pub mod types;
pub mod error;
pub mod config;
pub mod seeding;
pub mod match_set;
pub mod bracket;
pub mod store;
pub mod bracket_commands;
mod single_elim;
mod double_elim;
mod advance;
mod retract;
#[cfg(test)]
mod test_support;

pub use bracket::{clear_winner, generate_bracket, list_matches, set_winner};
pub use error::{BracketError, BracketResult};
pub use match_set::MatchSet;

use bracket_commands::*;
use config::*;
use store::TournamentStore;

use std::{fs, sync::Arc};
use axum::{
    routing::{get, post},
    Router,
};
use tokio::net::TcpListener;
use tower_http::trace::TraceLayer;
use tracing::{error, info, warn};
use tracing_subscriber::EnvFilter;

// ── Bracket HTTP server ────────────────────────────────────────────────

pub fn bracket_router(state: BracketServerState) -> Router {
    Router::new()
        .route("/health", get(health))
        .route("/tournaments", get(list_tournaments).post(create_tournament))
        .route("/tournaments/:id", get(get_tournament))
        .route("/tournaments/:id/generate", post(generate))
        .route("/tournaments/:id/matches", get(list_tournament_matches))
        .route(
            "/tournaments/:id/matches/:match_id/winner",
            post(set_match_winner).delete(clear_match_winner),
        )
        .layer(TraceLayer::new_for_http())
        .with_state(state)
}

async fn start_bracket_server(state: BracketServerState, addr: &str) {
    let app = bracket_router(state);
    let listener = match TcpListener::bind(addr).await {
        Ok(listener) => listener,
        Err(e) => {
            error!("bracket server failed to bind {addr}: {e}");
            return;
        }
    };
    info!("bracket server listening at http://{addr}/");
    if let Err(e) = axum::serve(listener, app).await {
        error!("bracket server error: {e}");
    }
}

// ── Entry point ────────────────────────────────────────────────────────

pub fn run() {
    load_env_file();
    let (config, config_error) = match load_config_inner() {
        Ok(config) => (config, None),
        Err(e) => (apply_env_defaults(AppConfig::default()), Some(e)),
    };

    // Initialize tracing with a daily rolling file
    let logs_dir = config.logs_dir();
    fs::create_dir_all(&logs_dir).ok();
    let file_appender = tracing_appender::rolling::daily(&logs_dir, "bracket.log");
    let (non_blocking, _guard) = tracing_appender::non_blocking(file_appender);
    tracing_subscriber::fmt()
        .with_env_filter(
            EnvFilter::try_from_default_env()
                .unwrap_or_else(|_| EnvFilter::new(&config.log_filter)),
        )
        .with_writer(non_blocking)
        .with_ansi(false)
        .init();
    info!("Bracket engine starting");
    if let Some(e) = config_error {
        warn!("{e}; falling back to defaults");
    }
    log_env_warnings(&config);

    let store = match TournamentStore::load(config.data_dir()) {
        Ok(store) => store,
        Err(e) => {
            error!("failed to open tournament store: {e}");
            return;
        }
    };
    let state = BracketServerState {
        store: Arc::new(store),
        defaults: config.default_settings(),
    };

    let runtime = match tokio::runtime::Builder::new_multi_thread().enable_all().build() {
        Ok(runtime) => runtime,
        Err(e) => {
            error!("failed to start async runtime: {e}");
            return;
        }
    };
    runtime.block_on(start_bracket_server(state, config.bind_addr()));
}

::::::::

▶ [What the exercise asks]: From the records above, copy only the lines starting with the line that holds "let app = bracket_router(state);" and going on through the line that holds "fs::create_dir_all(&logs_dir).ok();", exactly as written.

▶ [Task result]:
    let app = bracket_router(state);
    let listener = match TcpListener::bind(addr).await {
        Ok(listener) => listener,
        Err(e) => {
            error!("bracket server failed to bind {addr}: {e}");
            return;
        }
    };
    info!("bracket server listening at http://{addr}/");
    if let Err(e) = axum::serve(listener, app).await {
        error!("bracket server error: {e}");
    }
}

// ── Entry point ────────────────────────────────────────────────────────

pub fn run() {
    load_env_file();
    let (config, config_error) = match load_config_inner() {
        Ok(config) => (config, None),
        Err(e) => (apply_env_defaults(AppConfig::default()), Some(e)),
    };

    // Initialize tracing with a daily rolling file
    let logs_dir = config.logs_dir();
    fs::create_dir_all(&logs_dir).ok();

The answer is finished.